Nei suoi scritti filosofici, Aristotele usò la parola greca αἴτιον (trasl.: aition), una forma singolare neutra di un aggettivo. La parola greca aveva significato, forse in origine in un contesto " giuridico ", cosa o chi è "responsabile", per lo più, ma non sempre, in un cattivo senso di "colpa". In alternativa, potrebbe indicare "al merito di" qualcuno o qualcosa. L'appropriazione di questa parola da parte di Aristotele e di altri filosofi riflette come l'esperienza greca della pratica giuridica abbia influenzato la preoccupazione nel pensiero greco di determinare che cosa è la responsabilità.[8] La parola ha sviluppato altri significati, incluso il suo uso in filosofia in un senso più astratto.[9][10]
Circa un secolo prima di Aristotele, l'anonimo autore del testo ippocratico ‘’Sulla medicina antica’’ aveva descritto le caratteristiche essenziali di una causa così come viene considerata in medicina:
«Dobbiamo quindi considerare le cause di ogni condizione [medica] come quelle cose che sono tali che, quando sono presenti, la condizione si verifica necessariamente, ma quando cambiano in un'altra combinazione, [la condizione medica] cessa.»
Aristotele utilizzò le quattro cause per fornire risposte diverse alla domanda "a causa di cosa?" Le quattro risposte a questa domanda gettano luce su diversi aspetti del modo in cui una cosa nasce o un evento si verifica.[8]

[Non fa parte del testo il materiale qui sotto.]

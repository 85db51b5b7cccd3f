pub mod console;
pub mod panels;
pub mod plot;
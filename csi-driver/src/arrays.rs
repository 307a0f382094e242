//! Array session context.
//!
//! Owns the array whitelist and the set of arrays with an established
//! session. One context belongs to one service instance; tests build a fresh
//! one per scenario.

use std::collections::HashSet;
use std::future::Future;
use std::sync::Arc;
use std::time::Duration;

use array_gateway::ArrayGateway;
use tokio::sync::RwLock;
use tracing::{debug, info, warn};

use crate::config::parse_list;
use crate::error::{DriverError, Result};
use crate::metrics;

pub struct ArrayContext {
    gateway: Arc<dyn ArrayGateway>,
    whitelist: RwLock<HashSet<String>>,
    logged_in: RwLock<HashSet<String>>,
    timeout: Duration,
}

impl ArrayContext {
    pub fn new(gateway: Arc<dyn ArrayGateway>, timeout: Duration) -> Self {
        Self {
            gateway,
            whitelist: RwLock::new(HashSet::new()),
            logged_in: RwLock::new(HashSet::new()),
            timeout,
        }
    }

    pub fn gateway(&self) -> &Arc<dyn ArrayGateway> {
        &self.gateway
    }

    /// Install the configured whitelist and forget all sessions.
    pub async fn init(&self, whitelist: &[String]) {
        {
            let mut guard = self.whitelist.write().await;
            *guard = whitelist.iter().cloned().collect();
        }
        self.reset_sessions().await;
        info!(whitelist = ?whitelist, "Array context initialized");
    }

    /// Clear the whitelist and all sessions.
    pub async fn reset(&self) {
        self.whitelist.write().await.clear();
        self.reset_sessions().await;
    }

    async fn reset_sessions(&self) {
        self.logged_in.write().await.clear();
        metrics::set_arrays_logged_in(0);
    }

    /// Replace the whitelist with a comma or space separated list of array
    /// IDs. An empty list permits every array.
    pub async fn set_array_whitelist(&self, list: &str) {
        let arrays: HashSet<String> = parse_list(list).into_iter().collect();
        info!(count = arrays.len(), "Array whitelist replaced");
        *self.whitelist.write().await = arrays;
    }

    /// Whitelisted array IDs in ascending order.
    pub async fn array_whitelist(&self) -> Vec<String> {
        let mut arrays: Vec<String> = self.whitelist.read().await.iter().cloned().collect();
        arrays.sort();
        arrays
    }

    pub async fn is_permitted(&self, array_id: &str) -> bool {
        let whitelist = self.whitelist.read().await;
        whitelist.is_empty() || whitelist.contains(array_id)
    }

    pub async fn logged_in_arrays(&self) -> Vec<String> {
        let mut arrays: Vec<String> = self.logged_in.read().await.iter().cloned().collect();
        arrays.sort();
        arrays
    }

    /// Establish a session for `array_id` unless one exists.
    pub async fn ensure_logged_in(&self, array_id: &str) -> Result<()> {
        if !self.is_permitted(array_id).await {
            return Err(DriverError::validation(format!(
                "array {} is not in the array whitelist",
                array_id
            )));
        }
        if self.logged_in.read().await.contains(array_id) {
            return Ok(());
        }

        debug!(array_id = %array_id, "Logging into array");
        self.with_timeout("login", self.gateway.login(array_id))
            .await?;

        let mut guard = self.logged_in.write().await;
        guard.insert(array_id.to_string());
        metrics::set_arrays_logged_in(guard.len());
        info!(array_id = %array_id, "Logged into array");
        Ok(())
    }

    /// Permitted arrays visible through the management endpoint.
    pub async fn permitted_arrays(&self) -> Result<Vec<String>> {
        let arrays = self
            .with_timeout("list arrays", self.gateway.list_arrays())
            .await?;
        let whitelist = self.whitelist.read().await;
        Ok(arrays
            .into_iter()
            .filter(|a| whitelist.is_empty() || whitelist.contains(a))
            .collect())
    }

    /// Log into every permitted array. Every array is attempted; the first
    /// failure is returned after the others have been tried.
    pub async fn ensure_logged_into_every_array(&self) -> Result<Vec<String>> {
        let arrays = self.permitted_arrays().await?;
        let mut first_error = None;
        let mut logged_in = Vec::with_capacity(arrays.len());

        for array_id in arrays {
            match self.ensure_logged_in(&array_id).await {
                Ok(()) => logged_in.push(array_id),
                Err(e) => {
                    warn!(array_id = %array_id, error = %e, "Failed to log into array");
                    first_error.get_or_insert(e);
                }
            }
        }

        match first_error {
            Some(e) => Err(e),
            None => Ok(logged_in),
        }
    }

    /// Run an array call, or a sequence of them, under the configured
    /// deadline.
    pub async fn with_timeout<T, E, F>(&self, operation: &str, fut: F) -> Result<T>
    where
        F: Future<Output = std::result::Result<T, E>>,
        E: Into<DriverError>,
    {
        match tokio::time::timeout(self.timeout, fut).await {
            Ok(result) => result.map_err(Into::into),
            Err(_) => {
                warn!(operation, timeout_secs = self.timeout.as_secs(), "Array call timed out");
                Err(DriverError::Timeout {
                    operation: operation.to_string(),
                    seconds: self.timeout.as_secs(),
                })
            }
        }
    }
}
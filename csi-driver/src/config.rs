//! Typed driver configuration.
//!
//! Command-line arguments are converted into a [`DriverConfig`] once at
//! startup and validated before any service is built.

use std::net::SocketAddr;
use std::path::PathBuf;
use std::time::Duration;

use serde::Serialize;
use thiserror::Error;

use crate::deletion::DeletionConfig;
use crate::error::DriverError;
use crate::topology::EmptyGroupPolicy;
use crate::volume_id::validate_cluster_prefix;

pub const DEFAULT_CLUSTER_PREFIX: &str = "CSI";
pub const DEFAULT_MAX_CONCURRENT_OPS: usize = 10;
pub const DEFAULT_ARRAY_TIMEOUT: Duration = Duration::from_secs(30);

#[derive(Error, Debug, Clone, PartialEq, Eq)]
pub enum ConfigError {
    #[error("{field}: {message}")]
    Invalid { field: &'static str, message: String },
}

impl ConfigError {
    fn invalid(field: &'static str, message: impl Into<String>) -> Self {
        ConfigError::Invalid {
            field,
            message: message.into(),
        }
    }
}

impl From<ConfigError> for DriverError {
    fn from(e: ConfigError) -> Self {
        DriverError::Configuration(e.to_string())
    }
}

/// Every recognized driver setting.
#[derive(Debug, Clone, Serialize)]
pub struct DriverConfig {
    /// Name reported by GetPluginInfo
    pub driver_name: String,
    /// CSI gRPC endpoint (`unix://` path or TCP address)
    pub csi_endpoint: String,
    /// Array management API address
    pub endpoint: String,
    pub user: String,
    #[serde(skip_serializing)]
    pub password: String,
    /// Controller instance name reported in the plugin info manifest
    pub node_name: String,
    /// Port groups used for new masking views
    pub port_groups: Vec<String>,
    /// Permitted arrays; empty permits all
    pub array_whitelist: Vec<String>,
    /// Tag embedded in every identifier (1 to 3 alphanumerics)
    pub cluster_prefix: String,
    /// Concurrent RPCs admitted before ResourceExhausted
    pub max_concurrent_ops: usize,
    /// Deadline for synchronous array calls
    pub array_timeout: Duration,
    pub metrics_addr: Option<SocketAddr>,
    pub empty_group_policy: EmptyGroupPolicy,
    pub deletion: DeletionConfig,
    /// JSON inventory loaded into the simulated array
    pub simulator_inventory: Option<PathBuf>,
}

impl Default for DriverConfig {
    fn default() -> Self {
        Self {
            driver_name: crate::identity::DRIVER_NAME.to_string(),
            csi_endpoint: "unix:///var/run/csi/csi.sock".to_string(),
            endpoint: String::new(),
            user: String::new(),
            password: String::new(),
            node_name: String::new(),
            port_groups: Vec::new(),
            array_whitelist: Vec::new(),
            cluster_prefix: DEFAULT_CLUSTER_PREFIX.to_string(),
            max_concurrent_ops: DEFAULT_MAX_CONCURRENT_OPS,
            array_timeout: DEFAULT_ARRAY_TIMEOUT,
            metrics_addr: None,
            empty_group_policy: EmptyGroupPolicy::default(),
            deletion: DeletionConfig::default(),
            simulator_inventory: None,
        }
    }
}

impl DriverConfig {
    /// Check every field once. The first violation is returned.
    pub fn validate(&self) -> Result<(), ConfigError> {
        if self.driver_name.is_empty() {
            return Err(ConfigError::invalid("driver_name", "must not be empty"));
        }
        if self.csi_endpoint.is_empty() {
            return Err(ConfigError::invalid("csi_endpoint", "must not be empty"));
        }
        validate_cluster_prefix(&self.cluster_prefix)
            .map_err(|e| ConfigError::invalid("cluster_prefix", e.to_string()))?;
        if self.port_groups.is_empty() {
            return Err(ConfigError::invalid(
                "port_groups",
                "at least one port group is required",
            ));
        }
        if self.max_concurrent_ops == 0 {
            return Err(ConfigError::invalid("max_concurrent_ops", "must be positive"));
        }
        if self.array_timeout.is_zero() {
            return Err(ConfigError::invalid("array_timeout", "must be positive"));
        }
        if self.deletion.max_attempts == 0 {
            return Err(ConfigError::invalid("deletion.max_attempts", "must be positive"));
        }
        if self.deletion.job_poll_attempts == 0 {
            return Err(ConfigError::invalid(
                "deletion.job_poll_attempts",
                "must be positive",
            ));
        }
        if self.deletion.history_capacity == 0 {
            return Err(ConfigError::invalid(
                "deletion.history_capacity",
                "must be positive",
            ));
        }
        Ok(())
    }

    /// Effective configuration as JSON, without the password.
    pub fn to_json(&self) -> String {
        serde_json::to_string(self).unwrap_or_default()
    }
}

/// Split a comma or whitespace separated list, dropping empty items.
pub fn parse_list(value: &str) -> Vec<String> {
    value
        .split(|c: char| c == ',' || c.is_whitespace())
        .filter(|s| !s.is_empty())
        .map(str::to_string)
        .collect()
}
#[tokio::test]
async fn test_reserved_storage_group_rejected() {
    let h = harness().await;
    let mut request = create_request("vol1");
    request
        .parameters
        .insert("StorageGroup".to_string(), "csi-TST-app-team-sg".to_string());
    let err = h
        .controller
        .create_volume(Request::new(request))
        .await
        .unwrap_err();
    assert_eq!(err.code(), Code::InvalidArgument);
    assert!(h
        .sim
        .get_storage_group(ARRAY, "csi-TST-app-team-sg")
        .await
        .unwrap_err()
        .is_not_found());
}

// ============================================================================
// Array Context Tests
// ============================================================================

#[tokio::test]
async fn test_whitelist_hides_arrays() {
    let config = DriverConfig {
        array_whitelist: vec!["000197900099".to_string()],
        ..test_config()
    };
    let h = harness_with(SimulatedArray::sample(), config).await;

    let err = h
        .controller
        .create_volume(Request::new(create_request("vol1")))
        .await
        .unwrap_err();
    assert_eq!(err.code(), Code::InvalidArgument);
    assert_eq!(h.sim.call_count(Operation::Login), 0);
    assert!(list(&h, 0, "").await.unwrap().entries.is_empty());

    h.arrays.set_array_whitelist(ARRAY).await;
    create(&h, "vol1").await;
    assert_eq!(list(&h, 0, "").await.unwrap().entries.len(), 1);
}

#[tokio::test]
async fn test_slow_array_times_out() {
    let config = DriverConfig {
        array_timeout: Duration::from_millis(50),
        ..test_config()
    };
    let h = harness_with(SimulatedArray::sample(), config).await;
    h.sim.set_latency(Duration::from_millis(200));

    let err = h
        .controller
        .get_capacity(Request::new(csi::GetCapacityRequest {
            parameters: [
                (PARAM_ARRAY.to_string(), ARRAY.to_string()),
                (PARAM_STORAGE_POOL.to_string(), "SRP_1".to_string()),
            ]
            .into_iter()
            .collect(),
            ..Default::default()
        }))
        .await
        .unwrap_err();
    assert_eq!(err.code(), Code::DeadlineExceeded);
    assert!(err.message().starts_with("timeout"));
}
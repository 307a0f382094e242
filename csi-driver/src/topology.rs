//! Masking topology management.
//!
//! A compute node reaches a volume through three array objects: a host
//! holding the node's initiators, a storage group holding the volumes
//! published to the node, and a masking view binding the two to a port
//! group. Their names are derived from the node name alone, so every
//! controller instance computes the same triple for the same node.

use std::fmt;
use std::str::FromStr;
use std::sync::Arc;

use array_gateway::{ArrayGateway, Host, HostType, MaskingView, ObjectKind};
use serde::{Deserialize, Serialize};
use tracing::{debug, info, instrument, warn};

use crate::error::{DriverError, Result};
use crate::port_group::PortGroupSelector;

const HOST_PREFIX: &str = "csi-node";
const STORAGE_GROUP_SUFFIX: &str = "-SG";
const MASKING_VIEW_SUFFIX: &str = "-MV";

/// What unpublish does with a node storage group it leaves empty.
#[derive(Debug, Clone, Copy, PartialEq, Eq, Default, Serialize, Deserialize)]
#[serde(rename_all = "lowercase")]
pub enum EmptyGroupPolicy {
    /// Keep the group and its masking view for the next publish
    #[default]
    Retain,
    /// Remove the masking view and then the group
    Delete,
}

impl FromStr for EmptyGroupPolicy {
    type Err = String;

    fn from_str(s: &str) -> std::result::Result<Self, Self::Err> {
        match s.to_ascii_lowercase().as_str() {
            "retain" => Ok(EmptyGroupPolicy::Retain),
            "delete" => Ok(EmptyGroupPolicy::Delete),
            other => Err(format!("unknown empty group policy '{}'", other)),
        }
    }
}

impl fmt::Display for EmptyGroupPolicy {
    fn fmt(&self, f: &mut fmt::Formatter<'_>) -> fmt::Result {
        match self {
            EmptyGroupPolicy::Retain => write!(f, "retain"),
            EmptyGroupPolicy::Delete => write!(f, "delete"),
        }
    }
}

/// Array object names derived from a node.
#[derive(Debug, Clone, PartialEq, Eq)]
pub struct TopologyNames {
    pub host_id: String,
    pub storage_group_id: String,
    pub masking_view_id: String,
}

/// The objects granting a node access to its volumes.
#[derive(Debug, Clone, PartialEq, Eq)]
pub struct MaskingTopology {
    pub host_id: String,
    pub storage_group_id: String,
    pub masking_view_id: String,
    pub port_group_id: String,
}

/// An iSCSI target reachable through a masking view.
#[derive(Debug, Clone, PartialEq, Eq, PartialOrd, Ord)]
pub struct IscsiTarget {
    pub target: String,
    pub portal: String,
}

impl fmt::Display for IscsiTarget {
    fn fmt(&self, f: &mut fmt::Formatter<'_>) -> fmt::Result {
        write!(f, "{},{}", self.portal, self.target)
    }
}

/// Classify a set of initiators. All must be of one protocol.
pub fn host_type_for(initiators: &[String]) -> Result<HostType> {
    let mut detected = None;
    for initiator in initiators {
        let Some(kind) = HostType::of_initiator(initiator) else {
            return Err(DriverError::validation(format!(
                "initiator '{}' is neither an iSCSI name nor a WWPN",
                initiator
            )));
        };
        match detected {
            None => detected = Some(kind),
            Some(existing) if existing != kind => {
                return Err(DriverError::validation(
                    "iSCSI and Fibre Channel initiators cannot share a host",
                ));
            }
            Some(_) => {}
        }
    }
    detected.ok_or_else(|| DriverError::configuration("at least one initiator is required"))
}

pub struct TopologyManager {
    gateway: Arc<dyn ArrayGateway>,
    cluster_prefix: String,
    port_groups: PortGroupSelector,
    empty_group_policy: EmptyGroupPolicy,
}

impl TopologyManager {
    pub fn new(
        gateway: Arc<dyn ArrayGateway>,
        cluster_prefix: &str,
        port_groups: PortGroupSelector,
        empty_group_policy: EmptyGroupPolicy,
    ) -> Self {
        Self {
            gateway,
            cluster_prefix: cluster_prefix.to_string(),
            port_groups,
            empty_group_policy,
        }
    }

    /// Host name for a node: `csi-node-{prefix}-{node}`.
    pub fn host_id(&self, node_id: &str) -> String {
        format!("{}-{}-{}", HOST_PREFIX, self.cluster_prefix, node_id)
    }

    pub fn names(&self, node_id: &str) -> TopologyNames {
        let host_id = self.host_id(node_id);
        TopologyNames {
            storage_group_id: format!("{}{}", host_id, STORAGE_GROUP_SUFFIX),
            masking_view_id: format!("{}{}", host_id, MASKING_VIEW_SUFFIX),
            host_id,
        }
    }

    /// Return the host, creating it with `initiators` if it is missing.
    ///
    /// An existing host gains any initiator it lacks. Initiators it already
    /// has are never removed.
    #[instrument(skip(self, initiators))]
    pub async fn get_or_create_host(
        &self,
        array_id: &str,
        host_id: &str,
        initiators: &[String],
    ) -> Result<Host> {
        if host_id.is_empty() {
            return Err(DriverError::configuration("host ID must not be empty"));
        }
        if initiators.is_empty() {
            return Err(DriverError::configuration(format!(
                "host {} needs at least one initiator",
                host_id
            )));
        }
        let host_type = host_type_for(initiators)?;

        match self.gateway.get_host(array_id, host_id).await {
            Ok(host) => {
                if host.host_type != host_type {
                    warn!(
                        host_id = %host_id,
                        existing = %host.host_type,
                        requested = %host_type,
                        "Host protocol differs from requested initiators"
                    );
                }
                let missing: Vec<String> = initiators
                    .iter()
                    .filter(|i| !host.initiators.contains(i))
                    .cloned()
                    .collect();
                if missing.is_empty() {
                    debug!(host_id = %host_id, "Host initiators already up to date");
                    return Ok(host);
                }
                info!(host_id = %host_id, added = ?missing, "Adding initiators to host");
                Ok(self
                    .gateway
                    .add_host_initiators(array_id, host_id, &missing)
                    .await?)
            }
            Err(e) if e.is_missing(ObjectKind::Host) => {
                info!(host_id = %host_id, host_type = %host_type, "Creating host");
                Ok(self
                    .gateway
                    .create_host(array_id, host_id, host_type, initiators)
                    .await?)
            }
            Err(e) => Err(e.into()),
        }
    }

    /// Make sure the node's host, storage group and masking view exist and
    /// that `device_id` is a member of the node storage group.
    ///
    /// With no `initiators` the host must already exist.
    #[instrument(skip(self, initiators))]
    pub async fn ensure_publish_topology(
        &self,
        array_id: &str,
        node_id: &str,
        device_id: &str,
        initiators: &[String],
    ) -> Result<MaskingTopology> {
        let names = self.names(node_id);

        if initiators.is_empty() {
            match self.gateway.get_host(array_id, &names.host_id).await {
                Ok(_) => {}
                Err(e) if e.is_missing(ObjectKind::Host) => {
                    return Err(DriverError::NotFound(format!(
                        "host {} does not exist on array {}; node {} has not registered its initiators",
                        names.host_id, array_id, node_id
                    )));
                }
                Err(e) => return Err(e.into()),
            }
        } else {
            self.get_or_create_host(array_id, &names.host_id, initiators)
                .await?;
        }

        let group = self
            .gateway
            .get_or_create_storage_group(array_id, &names.storage_group_id, None, None)
            .await?;
        if group.contains(device_id) {
            debug!(device_id = %device_id, storage_group = %group.id, "Volume already in node storage group");
        } else {
            self.gateway
                .add_volume_to_storage_group(array_id, &group.id, device_id)
                .await?;
            info!(device_id = %device_id, storage_group = %group.id, "Added volume to node storage group");
        }

        let view = match self
            .gateway
            .get_masking_view(array_id, &names.masking_view_id)
            .await
        {
            Ok(view) => {
                if view.storage_group_id != names.storage_group_id
                    || view.host_id != names.host_id
                {
                    return Err(DriverError::configuration(format!(
                        "masking view {} binds storage group {} and host {}, expected {} and {}",
                        view.id,
                        view.storage_group_id,
                        view.host_id,
                        names.storage_group_id,
                        names.host_id
                    )));
                }
                view
            }
            Err(e) if e.is_missing(ObjectKind::MaskingView) => {
                let port_group_id = self.port_groups.select()?.to_string();
                let view = MaskingView {
                    id: names.masking_view_id.clone(),
                    storage_group_id: names.storage_group_id.clone(),
                    host_id: names.host_id.clone(),
                    port_group_id,
                };
                info!(
                    masking_view = %view.id,
                    port_group = %view.port_group_id,
                    "Creating masking view"
                );
                self.gateway.create_masking_view(array_id, &view).await?
            }
            Err(e) => return Err(e.into()),
        };

        Ok(MaskingTopology {
            host_id: names.host_id,
            storage_group_id: names.storage_group_id,
            masking_view_id: names.masking_view_id,
            port_group_id: view.port_group_id,
        })
    }

    /// Remove `device_id` from the node storage group. Returns whether the
    /// device was a member.
    #[instrument(skip(self))]
    pub async fn teardown_publish_topology(
        &self,
        array_id: &str,
        node_id: &str,
        device_id: &str,
    ) -> Result<bool> {
        let names = self.names(node_id);

        let group = match self
            .gateway
            .get_storage_group(array_id, &names.storage_group_id)
            .await
        {
            Ok(group) => group,
            Err(e) if e.is_missing(ObjectKind::StorageGroup) => {
                debug!(storage_group = %names.storage_group_id, "Node storage group absent");
                return Ok(false);
            }
            Err(e) => return Err(e.into()),
        };

        let was_member = group.contains(device_id);
        if was_member {
            self.gateway
                .remove_volume_from_storage_group(array_id, &group.id, device_id)
                .await?;
            info!(device_id = %device_id, storage_group = %group.id, "Removed volume from node storage group");
        }

        let now_empty = group.volume_ids.iter().all(|id| id == device_id);
        if now_empty && self.empty_group_policy == EmptyGroupPolicy::Delete {
            match self
                .gateway
                .delete_masking_view(array_id, &names.masking_view_id)
                .await
            {
                Ok(()) => {}
                Err(e) if e.is_missing(ObjectKind::MaskingView) => {}
                Err(e) => return Err(e.into()),
            }
            self.gateway
                .delete_storage_group(array_id, &group.id)
                .await?;
            info!(storage_group = %group.id, "Deleted empty node storage group");
        }

        Ok(was_member)
    }

    /// Register the node's initiators on every given array.
    pub async fn node_host_setup(
        &self,
        array_ids: &[String],
        node_id: &str,
        initiators: &[String],
    ) -> Result<Vec<Host>> {
        let host_id = self.host_id(node_id);
        let mut hosts = Vec::with_capacity(array_ids.len());
        for array_id in array_ids {
            hosts.push(self.get_or_create_host(array_id, &host_id, initiators).await?);
        }
        Ok(hosts)
    }

    /// iSCSI targets served by the ports of the view's port group, one per
    /// (target, portal) pair.
    pub async fn targets_for_masking_view(
        &self,
        array_id: &str,
        view: &MaskingView,
    ) -> Result<Vec<IscsiTarget>> {
        let group = self
            .gateway
            .get_port_group(array_id, &view.port_group_id)
            .await?;

        let mut targets = Vec::new();
        for key in &group.ports {
            let port = self.gateway.get_port(array_id, key).await?;
            let Some(target) = port.iscsi_target else {
                continue;
            };
            for address in &port.ip_addresses {
                let entry = IscsiTarget {
                    target: target.clone(),
                    portal: address.clone(),
                };
                if !targets.contains(&entry) {
                    targets.push(entry);
                }
            }
        }
        Ok(targets)
    }
}
impl Shared {
    fn lock(&self) -> MutexGuard<'_, QueueState> {
        self.state.lock().unwrap_or_else(PoisonError::into_inner)
    }

    fn publish_depth(state: &QueueState) {
        metrics::set_deletion_queue_depth(state.tracked.len());
    }

    /// Pop the first request whose backoff has elapsed.
    fn take_next(&self) -> Next {
        let mut state = self.lock();
        let now = Instant::now();
        if let Some(index) = state.queue.iter().position(|q| q.ready_at <= now) {
            if let Some(queued) = state.queue.remove(index) {
                state.in_progress = Some(queued.request.clone());
                return Next::Ready(queued.request);
            }
        }
        match state.queue.iter().map(|q| q.ready_at).min() {
            Some(deadline) => Next::WaitUntil(deadline),
            None => Next::Idle,
        }
    }

    fn finish(&self, mut request: DeletionRequest, step: Step) {
        let mut state = self.lock();
        state.in_progress = None;
        request.attempts += 1;

        let outcome = match step {
            Step::Completed => {
                info!(
                    array_id = %request.array_id,
                    device_id = %request.device_id,
                    volume = %request.volume_name,
                    attempts = request.attempts,
                    "Volume reclaimed"
                );
                DeletionOutcome::Completed
            }
            Step::Retry(message) if request.attempts < self.config.max_attempts => {
                warn!(
                    array_id = %request.array_id,
                    device_id = %request.device_id,
                    attempts = request.attempts,
                    error = %message,
                    "Volume deletion will be retried"
                );
                request.last_error = Some(message);
                metrics::record_deletion_retry();
                state.queue.push_back(Queued {
                    request,
                    ready_at: Instant::now() + self.config.retry_backoff,
                });
                Self::publish_depth(&state);
                return;
            }
            Step::Retry(message) => {
                let exhausted = DriverError::RetryExhausted {
                    attempts: request.attempts,
                    last_error: message.clone(),
                };
                error!(
                    array_id = %request.array_id,
                    device_id = %request.device_id,
                    error = %exhausted,
                    "Volume deletion failed"
                );
                request.last_error = Some(message);
                DeletionOutcome::Failed(exhausted.to_string())
            }
            Step::Failed(message) => {
                error!(
                    array_id = %request.array_id,
                    device_id = %request.device_id,
                    error = %message,
                    "Volume deletion failed permanently"
                );
                request.last_error = Some(message.clone());
                DeletionOutcome::Failed(message)
            }
        };

        metrics::record_deletion_outcome(match outcome {
            DeletionOutcome::Completed => "completed",
            DeletionOutcome::Failed(_) => "failed",
        });
        state.tracked.remove(&request.key());
        if state.history.len() >= self.config.history_capacity {
            state.history.pop_front();
        }
        state.history.push_back(CompletedRequest { request, outcome });
        Self::publish_depth(&state);
    }

    /// Poll a job until it is terminal or `job_poll_attempts` polls have been made.
    async fn poll_job(&self, array_id: &str, job_id: &str) -> std::result::Result<JobStatus, ArrayError> {
        for poll in 0..self.config.job_poll_attempts {
            if poll > 0 {
                tokio::time::sleep(self.config.job_poll_interval).await;
            }
            let job = self.gateway.get_job(array_id, job_id).await?;
            if job.status.is_terminal() {
                return Ok(job.status);
            }
            debug!(job_id = %job_id, poll, "Deletion job still running");
        }
        Ok(JobStatus::Running)
    }

    fn job_step(job_id: &str, status: JobStatus) -> Step {
        match status {
            JobStatus::Succeeded => Step::Completed,
            JobStatus::Running => Step::Retry(format!("job {} is still running", job_id)),
            JobStatus::Failed(message) => Step::Failed(format!("job {} failed: {}", job_id, message)),
        }
    }

    /// A provisioning group created by this driver.
    fn owns_group(&self, group_id: &str) -> bool {
        is_provisioning_group(&self.cluster_prefix, group_id)
    }

    async fn attempt(&self, request: &mut DeletionRequest) -> Step {
        let gateway = &self.gateway;
        let array_id = request.array_id.as_str();
        let device_id = request.device_id.as_str();

        let volume = match gateway.get_volume(array_id, device_id).await {
            Ok(volume) => volume,
            Err(e) if e.is_missing(ObjectKind::Volume) => {
                debug!(array_id = %array_id, device_id = %device_id, "Device already gone");
                return Step::Completed;
            }
            Err(e) => return Step::from_error(&e),
        };

        if volume.identifier != request.volume_name
            && volume.identifier != mark_for_deletion(&request.volume_name)
        {
            return Step::Failed(format!(
                "device {} now carries identifier '{}', expected '{}'",
                device_id, volume.identifier, request.volume_name
            ));
        }

        if let Some(job_id) = request.job_id.clone() {
            match self.poll_job(array_id, &job_id).await {
                Ok(status) => return Self::job_step(&job_id, status),
                Err(e) if e.is_missing(ObjectKind::Job) => {
                    debug!(job_id = %job_id, "Previous deletion job vanished; starting over");
                    request.job_id = None;
                }
                Err(e) => return Step::from_error(&e),
            }
        }

        for group_id in &volume.storage_groups {
            let group = match gateway.get_storage_group(array_id, group_id).await {
                Ok(group) => group,
                Err(e) => return Step::from_error(&e),
            };
            if group.is_masked() {
                return Step::Failed(format!(
                    "storage group {} is in masking view(s) {}; volume is still published",
                    group_id,
                    group.masking_views.join(", ")
                ));
            }
            if let Err(e) = gateway
                .remove_volume_from_storage_group(array_id, group_id, device_id)
                .await
            {
                return Step::from_error(&e);
            }
            debug!(device_id = %device_id, storage_group = %group_id, "Removed device from storage group");

            let now_empty = group.volume_ids.iter().all(|id| id == device_id);
            if now_empty && self.owns_group(group_id) {
                match gateway.delete_storage_group(array_id, group_id).await {
                    Ok(()) => info!(storage_group = %group_id, "Deleted empty storage group"),
                    Err(e) => warn!(storage_group = %group_id, error = %e, "Failed to delete empty storage group"),
                }
            }
        }

        let job_id = match gateway.delete_volume(array_id, device_id).await {
            Ok(job_id) => job_id,
            Err(e) if e.is_missing(ObjectKind::Volume) => return Step::Completed,
            Err(e) => return Step::from_error(&e),
        };
        request.job_id = Some(job_id.clone());

        match self.poll_job(array_id, &job_id).await {
            Ok(status) => Self::job_step(&job_id, status),
            Err(e) => Step::from_error(&e),
        }
    }
}

async fn run(shared: Arc<Shared>) {
    info!("Deletion worker started");
    loop {
        match shared.take_next() {
            Next::Ready(mut request) => {
                debug!(
                    array_id = %request.array_id,
                    device_id = %request.device_id,
                    attempt = request.attempts + 1,
                    "Processing deletion request"
                );
                let step = shared.attempt(&mut request).await;
                shared.finish(request, step);
            }
            Next::WaitUntil(deadline) => {
                tokio::select! {
                    _ = shared.notify.notified() => {}
                    _ = tokio::time::sleep_until(deadline) => {}
                }
            }
            Next::Idle => shared.notify.notified().await,
        }
    }
}

/// Background reclamation of deleted volumes.
pub struct DeletionWorker {
    shared: Arc<Shared>,
    handle: Mutex<Option<JoinHandle<()>>>,
}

Aristotele considera la "causa" materiale (ὕλη; trasl. hū́lē)[11] di un oggetto come equivalente alla natura della materia prima di cui l'oggetto è composto. (La parola "natura" per Aristotele si applica sia alla potenza nella materia antecedente alla sua forma finale che alla forma pre-esistente nella materia come potenza: cfr. potenza e atto).
Mentre la fisica moderna guarda ai corpi semplici, la fisica di Aristotele assunse un punto di vista più generale e ha trattato gli esseri viventi come esemplari. Tuttavia, mostrò la consapevolezza che anche i corpi naturali semplici come la terra, il fuoco, l'aria e l'acqua mostravano segni di avere le proprie fonti innate di movimento, cambiamento e riposo. Il fuoco, ad esempio, porta le cose verso l'alto, a meno che non gli venga impedito di farlo. Invece, le cose formate dall'artificio umano, come letti e mantelli, non hanno alcuna tendenza innata a diventare letti o mantelli.[12]
Nella terminologia filosofica aristotelica tradizionale, il materiale non è la stessa cosa della sostanza. La materia ha paralleli con la sostanza nella misura in cui la materia primaria funge da substrato per corpi semplici che non sono sostanza: sabbia e roccia (formati principalmente di terra), fiumi e mari (principalmente acqua), atmosfera e vento (principalmente aria e poi principalmente fuoco sotto la luna). In questa terminologia tradizionale, "sostanza" è un termine dell'ontologia riferito a cose realmente esistenti; laddove solo gli individui sono detti sostanze (soggetti) in senso primario. La sostanza secondaria, in un senso diverso, si applica anche ai manufatti artificiali.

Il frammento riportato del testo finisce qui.